Thread: order of clauses
create table vals ( x float, y float ); insert into vals values (2,4); insert into vals values (2,2); insert into vals values (2,1); insert into vals values (2,0); select x/y from vals where y>0 and x/y>1; will give a divide by zero error as A=(y>0) and B=(x/y>1) can be evaluated in any order (A and B = B and A). I obviously would like (y>0) to happen first, but I don't see how this can be achieved.. Any ideas?
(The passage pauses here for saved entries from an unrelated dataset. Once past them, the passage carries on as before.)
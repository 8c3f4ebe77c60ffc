//! # Config Overlay Resolver
//!
//! A dynamic carrier never gets a config of its own: it wraps its owner's
//! [`CarrierConfig`] in an overlay that can only *narrow* the allowed
//! methods.
//!
//! ```text
//! ┌─────────────────────────────────────────────────────────────────────────┐
//! │  Overlay { allowed: {Address, DirectAddress} }                          │
//! │     │                                                                   │
//! │     ▼ parent                                                            │
//! │  Base(CarrierConfig { allowed: {PickupPoint, Address} })                │
//! │                                                                         │
//! │  resolved = {Address, DirectAddress} ∩ {PickupPoint, Address}           │
//! │           = {Address}                                                   │
//! └─────────────────────────────────────────────────────────────────────────┘
//! ```
//!
//! The chain is built by [`Config::overlay`], which caps its depth at
//! [`MAX_OVERLAY_DEPTH`], so resolution recursion is always bounded.

use std::collections::BTreeSet;

use serde::{Deserialize, Serialize};

use crate::config::CarrierConfig;
use crate::error::{CoreError, CoreResult};
use crate::method::{Method, MethodCatalogue};

/// Maximum number of overlays stacked on one base config.
pub const MAX_OVERLAY_DEPTH: usize = 2;

/// A config as seen by the engine: a carrier's own settings, or an overlay
/// narrowing them.
#[derive(Debug, Clone, PartialEq, Serialize, Deserialize)]
#[serde(tag = "kind", rename_all = "snake_case")]
pub enum Config {
    Base(CarrierConfig),
    Overlay(DynamicConfigOverlay),
}

/// Method restriction contributed by one dynamic carrier.
#[derive(Debug, Clone, PartialEq, Serialize, Deserialize)]
pub struct DynamicConfigOverlay {
    pub dynamic_carrier_id: u32,
    /// Empty narrows nothing.
    pub allowed_methods: BTreeSet<Method>,
    pub parent: Box<Config>,
}

impl Config {
    /// Wraps `self` in one more overlay.
    ///
    /// Fails with [`CoreError::OverlayTooDeep`] once the chain would exceed
    /// [`MAX_OVERLAY_DEPTH`].
    pub fn overlay(
        self,
        dynamic_carrier_id: u32,
        allowed_methods: BTreeSet<Method>,
    ) -> CoreResult<Config> {
        if self.depth() >= MAX_OVERLAY_DEPTH {
            return Err(CoreError::OverlayTooDeep {
                max: MAX_OVERLAY_DEPTH,
            });
        }
        Ok(Config::Overlay(DynamicConfigOverlay {
            dynamic_carrier_id,
            allowed_methods,
            parent: Box::new(self),
        }))
    }

    /// The root carrier config; pricing and country rules always come
    /// from here.
    pub fn base(&self) -> &CarrierConfig {
        match self {
            Config::Base(config) => config,
            Config::Overlay(overlay) => overlay.parent.base(),
        }
    }

    /// Number of overlays above the base.
    pub fn depth(&self) -> usize {
        match self {
            Config::Base(_) => 0,
            Config::Overlay(overlay) => 1 + overlay.parent.depth(),
        }
    }

    /// Id of the innermost dynamic carrier this config was built for.
    pub fn dynamic_carrier_id(&self) -> Option<u32> {
        match self {
            Config::Base(_) => None,
            Config::Overlay(overlay) => Some(overlay.dynamic_carrier_id),
        }
    }
}

impl From<CarrierConfig> for Config {
    fn from(config: CarrierConfig) -> Self {
        Config::Base(config)
    }
}

/// Resolves the effective allowed-method set of `config`.
///
/// - Base: its own `allowed_methods`, or the whole catalogue when empty.
/// - Overlay: its `allowed_methods` intersected with the parent's resolved
///   set; an empty overlay set leaves the parent's set as is.
pub fn resolve_allowed_methods(config: &Config, catalogue: &MethodCatalogue) -> BTreeSet<Method> {
    match config {
        Config::Base(base) => {
            if base.allowed_methods.is_empty() {
                catalogue.methods()
            } else {
                base.allowed_methods.clone()
            }
        }
        Config::Overlay(overlay) => {
            let parent = resolve_allowed_methods(&overlay.parent, catalogue);
            if overlay.allowed_methods.is_empty() {
                parent
            } else {
                overlay
                    .allowed_methods
                    .intersection(&parent)
                    .copied()
                    .collect()
            }
        }
    }
}

// =============================================================================
// Unit Tests
// =============================================================================
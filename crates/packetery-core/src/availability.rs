//! # Availability Evaluator
//!
//! Decides whether a delivery method can be offered for a destination.
//!
//! ## Decision
//! ```text
//! ┌─────────────────────────────────────────────────────────────────────────┐
//! │  is_usable(method, country, config, dynamic carrier?, cart)             │
//! │                                                                         │
//! │  1. Destination id     address methods need a point id for            │
//! │                        (method, country); pickup points are chosen    │
//! │                        later by the customer                           │
//! │           AND                                                           │
//! │  2. Country            served by the carrier for this method, and     │
//! │                        admitted by the config's country restriction    │
//! │           AND                                                           │
//! │  3. Carrier hook       carrier-specific veto (weight, COD, age ...)    │
//! └─────────────────────────────────────────────────────────────────────────┘
//! ```
//!
//! A `false` is an ordinary outcome ("cannot ship there"), never an error.

use crate::carriers::CarrierBehaviour;
use crate::method::Method;
use crate::overlay::Config;
use crate::types::{CartSummary, CountryCode, DynamicCarrier};

/// Returns true when `method` can be offered to `country`.
pub fn is_usable(
    carrier: &dyn CarrierBehaviour,
    method: Method,
    country: &CountryCode,
    config: &Config,
    dynamic_carrier: Option<&DynamicCarrier>,
    cart: &CartSummary,
) -> bool {
    has_destination(carrier, method, country)
        && serves_country(carrier, method, country, config)
        && carrier.validate_dynamic_carrier(dynamic_carrier, country, cart)
}

/// Step 1: address-style methods need a resolvable destination id.
pub fn has_destination(carrier: &dyn CarrierBehaviour, method: Method, country: &CountryCode) -> bool {
    method.is_pickup_point() || carrier.resolve_point_id(method, country).is_some()
}

/// Step 2: the carrier serves the country and the config admits it.
pub fn serves_country(
    carrier: &dyn CarrierBehaviour,
    method: Method,
    country: &CountryCode,
    config: &Config,
) -> bool {
    config.base().admits_country(country) && carrier.available_countries(method).contains(country)
}

// =============================================================================
// Unit Tests
// =============================================================================

#[cfg(test)]
mod tests {
    use super::*;
    use std::collections::BTreeSet;

    use crate::carriers::{CarrierTables, DynamicCarrierHost, StaticCarrier};
    use crate::config::{ApplicableCountries, CarrierConfig};
    use crate::method::MethodCatalogue;
    use crate::money::Money;
    use crate::types::{Carrier, CarrierCode};

    fn country(raw: &str) -> CountryCode {
        CountryCode::new(raw).unwrap()
    }

    fn carrier(tables: CarrierTables) -> StaticCarrier {
        StaticCarrier::new(
            Carrier::new(CarrierCode::new("packetery_zpoint").unwrap(), "Z-Point"),
            MethodCatalogue::full(),
            tables,
        )
    }

    fn config() -> Config {
        Config::Base(CarrierConfig::new(
            CarrierCode::new("packetery_zpoint").unwrap(),
        ))
    }

    fn cart() -> CartSummary {
        CartSummary::new(1.0, Money::from_major(100))
    }

    #[test]
    fn test_address_delivery_requires_point() {
        let served_only = carrier(
            CarrierTables::new().with_countries(Method::AddressDelivery, [country("cz")]),
        );
        assert!(!is_usable(
            &served_only,
            Method::AddressDelivery,
            &country("cz"),
            &config(),
            None,
            &cart()
        ));

        let with_point = carrier(
            CarrierTables::new()
                .with_countries(Method::AddressDelivery, [country("cz")])
                .with_point(Method::AddressDelivery, country("cz"), "106"),
        );
        assert!(is_usable(
            &with_point,
            Method::AddressDelivery,
            &country("cz"),
            &config(),
            None,
            &cart()
        ));
    }

    #[test]
    fn test_pickup_point_skips_point_lookup() {
        let carrier = carrier(
            CarrierTables::new().with_countries(Method::PickupPointDelivery, [country("sk")]),
        );
        assert!(is_usable(
            &carrier,
            Method::PickupPointDelivery,
            &country("sk"),
            &config(),
            None,
            &cart()
        ));
    }

    #[test]
    fn test_country_must_be_served_for_that_method() {
        let carrier = carrier(
            CarrierTables::new()
                .with_countries(Method::PickupPointDelivery, [country("cz")])
                .with_point(Method::AddressDelivery, country("cz"), "106"),
        );
        assert!(!is_usable(
            &carrier,
            Method::AddressDelivery,
            &country("cz"),
            &config(),
            None,
            &cart()
        ));
        assert!(!is_usable(
            &carrier,
            Method::PickupPointDelivery,
            &country("de"),
            &config(),
            None,
            &cart()
        ));
    }

    #[test]
    fn test_config_country_restriction() {
        let carrier = carrier(
            CarrierTables::new()
                .with_countries(Method::PickupPointDelivery, [country("cz"), country("sk")]),
        );
        let mut base = CarrierConfig::new(CarrierCode::new("packetery_zpoint").unwrap());
        base.applicable_countries = ApplicableCountries::Specific;
        base.specific_countries = BTreeSet::from([country("sk")]);
        let config = Config::Base(base);

        assert!(!serves_country(&carrier, Method::PickupPointDelivery, &country("cz"), &config));
        assert!(serves_country(&carrier, Method::PickupPointDelivery, &country("sk"), &config));
    }

    #[test]
    fn test_carrier_hook_can_veto() {
        let host = DynamicCarrierHost::new(
            Carrier::new(CarrierCode::new("packetery_dynamic").unwrap(), "Carriers"),
            MethodCatalogue::full(),
            CarrierTables::new()
                .with_countries(Method::AddressDelivery, [country("cz")])
                .with_point(Method::AddressDelivery, country("cz"), "106"),
        );
        let dc = DynamicCarrier {
            id: 106,
            owner: CarrierCode::new("packetery_dynamic").unwrap(),
            country: country("cz"),
            name: "CZ Home".to_string(),
            max_weight: Some(5.0),
            methods: BTreeSet::from([Method::AddressDelivery]),
            supports_cod: true,
            supports_age_verification: false,
            deleted: false,
        };
        let config = Config::Base(CarrierConfig::new(
            CarrierCode::new("packetery_dynamic").unwrap(),
        ));

        let light = CartSummary::new(4.0, Money::from_major(10));
        let heavy = CartSummary::new(8.0, Money::from_major(10));
        assert!(is_usable(&host, Method::AddressDelivery, &country("cz"), &config, Some(&dc), &light));
        assert!(!is_usable(&host, Method::AddressDelivery, &country("cz"), &config, Some(&dc), &heavy));
    }
}
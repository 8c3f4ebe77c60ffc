//! # packetery-core: Pure Rate & Method Resolution Engine
//!
//! This crate is the **heart** of the Packetery carrier plugin. It decides
//! which delivery methods a cart may use and what each one costs, as pure
//! functions with zero I/O dependencies.
//!
//! ## Architecture Position
//! ```text
//! ┌─────────────────────────────────────────────────────────────────────────┐
//! │                    Packetery Rates Architecture                         │
//! │                                                                         │
//! │  ┌─────────────────────────────────────────────────────────────────┐   │
//! │  │                    rate-cli (packetery-rates)                   │   │
//! │  │        quote ──► decode ──► encode ──► carriers                 │   │
//! │  └─────────────────────────────┬───────────────────────────────────┘   │
//! │                                │                                        │
//! │  ┌─────────────────────────────▼───────────────────────────────────┐   │
//! │  │                    packetery-settings                           │   │
//! │  │        settings.toml, carrier feed JSON, env overrides          │   │
//! │  └─────────────────────────────┬───────────────────────────────────┘   │
//! │                                │ builds                                 │
//! │  ┌─────────────────────────────▼───────────────────────────────────┐   │
//! │  │             ★ packetery-core (THIS CRATE) ★                     │   │
//! │  │                                                                 │   │
//! │  │   ┌───────────┐  ┌───────────┐  ┌───────────┐  ┌───────────┐  │   │
//! │  │   │  overlay  │  │ available │  │  pricing  │  │ rate_code │  │   │
//! │  │   │  methods  │  │ is_usable │  │   tiers   │  │  codec    │  │   │
//! │  │   └─────┬─────┘  └─────┬─────┘  └─────┬─────┘  └───────────┘  │   │
//! │  │         └──────────────┼──────────────┘                        │   │
//! │  │                  ┌─────▼─────┐      ┌───────────┐              │   │
//! │  │                  │   quote   │◄─────│  engine   │              │   │
//! │  │                  └───────────┘      └───────────┘              │   │
//! │  │                                                                 │   │
//! │  │   NO I/O • NO SETTINGS FILES • NO NETWORK • PURE FUNCTIONS     │   │
//! │  └─────────────────────────────────────────────────────────────────┘   │
//! └─────────────────────────────────────────────────────────────────────────┘
//! ```
//!
//! ## Modules
//!
//! - [`method`] - Delivery methods and carrier catalogues
//! - [`types`] - Carriers, dynamic carriers, countries, cart summary
//! - [`money`] - Money type with integer arithmetic
//! - [`config`] - Per-carrier settings and tier tables
//! - [`overlay`] - Dynamic carrier overlays and allowed-method resolution
//! - [`registry`] - Dynamic carrier directory
//! - [`carriers`] - Carrier capability trait and registry
//! - [`availability`] - Whether a method can ship to a country
//! - [`pricing`] - Tier evaluation
//! - [`quote`] - Rate quote builder
//! - [`rate_code`] - Rate code wire format
//! - [`engine`] - Full quoting pass and selection resolution
//! - [`error`] - Domain error types
//! - [`validation`] - Input checks
//!
//! ## Example Usage
//!
//! ```rust
//! use packetery_core::{
//!     build_quotes, Carrier, CarrierCode, CarrierConfig, CarrierTables, CartSummary, Config,
//!     CountryCode, Method, MethodCatalogue, Money, QuoteRequest, StaticCarrier, WeightTier,
//! };
//!
//! let code = CarrierCode::new("packetery_zpoint").unwrap();
//! let cz = CountryCode::new("CZ").unwrap();
//! let carrier = StaticCarrier::new(
//!     Carrier::new(code.clone(), "Z-Point"),
//!     MethodCatalogue::new([(Method::PickupPointDelivery, "Pickup point")]),
//!     CarrierTables::new().with_countries(Method::PickupPointDelivery, [cz.clone()]),
//! );
//!
//! let mut config = CarrierConfig::new(code);
//! config.weight_tiers = vec![WeightTier::new(5.0, Money::from_major(79))];
//!
//! let cart = CartSummary::new(1.2, Money::from_major(500));
//! let quotes = build_quotes(&carrier, &Config::Base(config), &QuoteRequest::new(&cz, &cart));
//!
//! assert_eq!(quotes.len(), 1);
//! assert_eq!(quotes[0].rate_code_string(), "packetery_zpoint_pickupPointDelivery");
//! ```

// =============================================================================
// Module Declarations
// =============================================================================

pub mod availability;
pub mod carriers;
pub mod config;
pub mod engine;
pub mod error;
pub mod method;
pub mod money;
pub mod overlay;
pub mod pricing;
pub mod quote;
pub mod rate_code;
pub mod registry;
pub mod types;
pub mod validation;

// =============================================================================
// Re-exports for Convenience
// =============================================================================
// These allow users to do `use packetery_core::Money` instead of
// `use packetery_core::money::Money`

pub use availability::is_usable;
pub use carriers::{CarrierBehaviour, CarrierRegistry, CarrierTables, DynamicCarrierHost, StaticCarrier};
pub use config::{ApplicableCountries, CarrierConfig, SurchargeTier, WeightTier};
pub use engine::{RateEngine, Selection};
pub use error::{CoreError, CoreResult, ValidationError};
pub use method::{CatalogueEntry, Method, MethodCatalogue};
pub use money::Money;
pub use overlay::{resolve_allowed_methods, Config, DynamicConfigOverlay, MAX_OVERLAY_DEPTH};
pub use pricing::price;
pub use quote::{build_quotes, QuoteRequest, RateQuote};
pub use rate_code::RateCode;
pub use registry::DynamicCarrierRegistry;
pub use types::*;

// =============================================================================
// Crate-Level Constants
// =============================================================================

/// Substring every plugin-owned carrier code carries.
///
/// Rate codes whose carrier segment lacks it belong to some other shipping
/// module and are rejected by the decoder.
pub const RESERVED_CARRIER_MARKER: &str = "packetery";
//! # Rate Quote Builder
//!
//! Produces the priced delivery options one carrier (optionally through
//! one dynamic sub-carrier) offers for a cart.
//!
//! ## Pipeline
//! ```text
//! ┌─────────────────────────────────────────────────────────────────────────┐
//! │  config ──► resolve_allowed_methods ──► {methods}                       │
//! │                                            │                            │
//! │                                            ▼  for each, in set order    │
//! │                                      is_usable? ── no ──► dropped       │
//! │                                            │ yes                        │
//! │                                            ▼                            │
//! │                                      price(...) ── None ──► dropped     │
//! │                                            │ Some                       │
//! │                                            ▼                            │
//! │                                      RateQuote + catalogue label        │
//! └─────────────────────────────────────────────────────────────────────────┘
//! ```
//!
//! Dropped methods are not errors. They are logged at `debug` so a shop
//! owner chasing a missing option can see why.

use serde::{Deserialize, Serialize};
use tracing::debug;
use ts_rs::TS;

use crate::availability::is_usable;
use crate::carriers::CarrierBehaviour;
use crate::method::Method;
use crate::money::Money;
use crate::overlay::{resolve_allowed_methods, Config};
use crate::pricing::price;
use crate::rate_code::{encode, RateCode};
use crate::types::{CarrierCode, CartSummary, CountryCode, DynamicCarrier};

// =============================================================================
// Rate Quote
// =============================================================================

/// One priced delivery option. Ephemeral: only the chosen quote's rate
/// code outlives the request.
#[derive(Debug, Clone, PartialEq, Eq, Serialize, Deserialize, TS)]
#[ts(export)]
#[serde(rename_all = "camelCase")]
pub struct RateQuote {
    pub method: Method,
    pub label: String,
    pub price: Money,
    pub carrier_code: CarrierCode,
    pub dynamic_carrier_id: Option<u32>,
}

impl RateQuote {
    pub fn rate_code(&self) -> RateCode {
        RateCode::new(self.carrier_code.clone(), self.dynamic_carrier_id, self.method)
    }

    /// Wire string of [`RateQuote::rate_code`].
    pub fn rate_code_string(&self) -> String {
        encode(&self.carrier_code, self.dynamic_carrier_id, self.method)
    }

    pub fn is_free(&self) -> bool {
        self.price.is_zero()
    }
}

// =============================================================================
// Quote Request
// =============================================================================

/// Destination and cart for one quoting pass.
#[derive(Debug, Clone, Copy)]
pub struct QuoteRequest<'a> {
    pub country: &'a CountryCode,
    pub cart: &'a CartSummary,
    pub dynamic_carrier: Option<&'a DynamicCarrier>,
}

impl<'a> QuoteRequest<'a> {
    pub fn new(country: &'a CountryCode, cart: &'a CartSummary) -> Self {
        QuoteRequest {
            country,
            cart,
            dynamic_carrier: None,
        }
    }

    pub fn through(mut self, dynamic_carrier: &'a DynamicCarrier) -> Self {
        self.dynamic_carrier = Some(dynamic_carrier);
        self
    }
}

// =============================================================================
// Builder
// =============================================================================

/// Builds the quotes `carrier` offers under `config` for `request`.
///
/// Inactive configs and carts over the config's max weight yield nothing.
pub fn build_quotes(
    carrier: &dyn CarrierBehaviour,
    config: &Config,
    request: &QuoteRequest<'_>,
) -> Vec<RateQuote> {
    let base = config.base();
    let code = carrier.code();
    let dynamic_carrier_id = request.dynamic_carrier.map(|dc| dc.id);

    if !base.is_active {
        debug!(carrier = %code, "carrier inactive, no quotes");
        return Vec::new();
    }
    if !base.admits_weight(request.cart.weight_kg) {
        debug!(
            carrier = %code,
            weight = request.cart.weight_kg,
            max_weight = base.max_weight,
            "cart over carrier max weight, no quotes"
        );
        return Vec::new();
    }

    let catalogue = carrier.method_catalogue();
    let methods = resolve_allowed_methods(config, catalogue);

    let mut quotes = Vec::with_capacity(methods.len());
    for method in methods {
        if !is_usable(
            carrier,
            method,
            request.country,
            config,
            request.dynamic_carrier,
            request.cart,
        ) {
            debug!(carrier = %code, ?dynamic_carrier_id, %method, country = %request.country, "method not usable");
            continue;
        }

        let Some(amount) = price(base, request.cart.weight_kg, request.cart.price, request.cart.is_cod) else {
            debug!(carrier = %code, ?dynamic_carrier_id, %method, weight = request.cart.weight_kg, "no weight tier matches");
            continue;
        };

        let label = catalogue
            .label(method)
            .unwrap_or_else(|| method.default_label())
            .to_string();

        quotes.push(RateQuote {
            method,
            label,
            price: amount,
            carrier_code: code.clone(),
            dynamic_carrier_id,
        });
    }
    quotes
}

// =============================================================================
// Unit Tests
// =============================================================================

#[cfg(test)]
mod tests {
    use super::*;
    use std::collections::BTreeSet;

    use crate::carriers::{CarrierTables, DynamicCarrierHost, StaticCarrier};
    use crate::config::{CarrierConfig, SurchargeTier, WeightTier};
    use crate::method::MethodCatalogue;
    use crate::types::Carrier;

    fn country(raw: &str) -> CountryCode {
        CountryCode::new(raw).unwrap()
    }

    fn zpoint() -> StaticCarrier {
        StaticCarrier::new(
            Carrier::new(CarrierCode::new("packetery_zpoint").unwrap(), "Z-Point"),
            MethodCatalogue::new([
                (Method::PickupPointDelivery, "Pickup at Z-Point"),
                (Method::AddressDelivery, "Home delivery"),
            ]),
            CarrierTables::new()
                .with_countries(Method::PickupPointDelivery, [country("cz"), country("sk")])
                .with_countries(Method::AddressDelivery, [country("cz")])
                .with_point(Method::AddressDelivery, country("cz"), "106"),
        )
    }

    fn config() -> CarrierConfig {
        let mut config = CarrierConfig::new(CarrierCode::new("packetery_zpoint").unwrap());
        config.weight_tiers = vec![
            WeightTier::new(5.0, Money::from_major(10)),
            WeightTier::new(10.0, Money::from_major(20)),
        ];
        config.surcharge_tiers = vec![SurchargeTier::new(Money::from_major(100), Money::from_major(5))];
        config
    }

    #[test]
    fn test_builds_quotes_in_method_order() {
        let cart = CartSummary::new(7.0, Money::from_major(30));
        let cz = country("cz");
        let quotes = build_quotes(&zpoint(), &Config::Base(config()), &QuoteRequest::new(&cz, &cart));

        assert_eq!(quotes.len(), 2);
        assert_eq!(quotes[0].method, Method::PickupPointDelivery);
        assert_eq!(quotes[0].label, "Pickup at Z-Point");
        assert_eq!(quotes[0].price, Money::from_major(20));
        assert_eq!(quotes[1].method, Method::AddressDelivery);
        assert_eq!(quotes[1].label, "Home delivery");
        assert_eq!(quotes[1].rate_code_string(), "packetery_zpoint_addressDelivery");
    }

    #[test]
    fn test_unusable_methods_are_dropped() {
        let cart = CartSummary::new(1.0, Money::from_major(30));
        let sk = country("sk");
        let quotes = build_quotes(&zpoint(), &Config::Base(config()), &QuoteRequest::new(&sk, &cart));
        let methods: Vec<Method> = quotes.iter().map(|q| q.method).collect();
        assert_eq!(methods, vec![Method::PickupPointDelivery]);
    }

    #[test]
    fn test_unpriced_methods_are_dropped() {
        let cart = CartSummary::new(12.0, Money::from_major(30));
        let cz = country("cz");
        assert!(build_quotes(&zpoint(), &Config::Base(config()), &QuoteRequest::new(&cz, &cart)).is_empty());
    }

    #[test]
    fn test_cod_adds_surcharge() {
        let cart = CartSummary::new(7.0, Money::from_major(80)).with_cod(true);
        let cz = country("cz");
        let quotes = build_quotes(&zpoint(), &Config::Base(config()), &QuoteRequest::new(&cz, &cart));
        assert!(quotes.iter().all(|q| q.price == Money::from_major(25)));
    }

    #[test]
    fn test_inactive_and_overweight_configs_quote_nothing() {
        let cart = CartSummary::new(3.0, Money::from_major(30));
        let cz = country("cz");

        let mut inactive = config();
        inactive.is_active = false;
        assert!(build_quotes(&zpoint(), &Config::Base(inactive), &QuoteRequest::new(&cz, &cart)).is_empty());

        let mut capped = config();
        capped.max_weight = Some(2.0);
        assert!(build_quotes(&zpoint(), &Config::Base(capped), &QuoteRequest::new(&cz, &cart)).is_empty());
    }

    #[test]
    fn test_catalogue_without_label_uses_default() {
        let carrier = StaticCarrier::new(
            Carrier::new(CarrierCode::new("packetery_zpoint").unwrap(), "Z-Point"),
            MethodCatalogue::new([(Method::PickupPointDelivery, "Pickup")]),
            CarrierTables::new()
                .with_countries(Method::AddressDelivery, [country("cz")])
                .with_point(Method::AddressDelivery, country("cz"), "106"),
        );
        let mut config = config();
        config.allowed_methods = BTreeSet::from([Method::AddressDelivery]);

        let cart = CartSummary::new(1.0, Money::from_major(30));
        let cz = country("cz");
        let quotes = build_quotes(&carrier, &Config::Base(config), &QuoteRequest::new(&cz, &cart));
        assert_eq!(quotes.len(), 1);
        assert_eq!(quotes[0].label, "Address delivery");
    }

    #[test]
    fn test_quotes_through_dynamic_carrier() {
        let host = DynamicCarrierHost::new(
            Carrier::new(CarrierCode::new("packetery_dhl").unwrap(), "DHL"),
            MethodCatalogue::full(),
            CarrierTables::new()
                .with_countries(Method::AddressDelivery, [country("de")])
                .with_countries(Method::PickupPointDelivery, [country("de")])
                .with_point(Method::AddressDelivery, country("de"), "42"),
        );
        let dc = DynamicCarrier {
            id: 42,
            owner: CarrierCode::new("packetery_dhl").unwrap(),
            country: country("de"),
            name: "DHL DE".to_string(),
            max_weight: Some(31.5),
            methods: BTreeSet::from([Method::AddressDelivery]),
            supports_cod: true,
            supports_age_verification: false,
            deleted: false,
        };
        let mut base = config();
        base.carrier_code = CarrierCode::new("packetery_dhl").unwrap();
        let config = Config::Base(base).overlay(dc.id, dc.methods.clone()).unwrap();

        let cart = CartSummary::new(4.0, Money::from_major(30));
        let de = country("de");
        let quotes = build_quotes(&host, &config, &QuoteRequest::new(&de, &cart).through(&dc));

        assert_eq!(quotes.len(), 1);
        assert_eq!(quotes[0].method, Method::AddressDelivery);
        assert_eq!(quotes[0].dynamic_carrier_id, Some(42));
        assert_eq!(quotes[0].rate_code_string(), "packetery_dhl_42-addressDelivery");
    }
}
Cheers, Patrick
Well, it doesn't solve the ordering question, but you could use a where something like this I guess: where y>0 and (x/(case when y=0 then 1 else y end))>1 On Wed, 14 Feb 2001, Patrick Welche wrote: > create table vals ( > x float, > y float > ); > insert into vals values (2,4); > insert into vals values (2,2); > insert into vals values (2,1); > insert into vals values (2,0); > select x/y from vals where y>0 and x/y>1; > > will give a divide by zero error as A=(y>0) and B=(x/y>1) can be evaluated in > any order (A and B = B and A). I obviously would like (y>0) to happen first, > but I don't see how this can be achieved.. Any ideas?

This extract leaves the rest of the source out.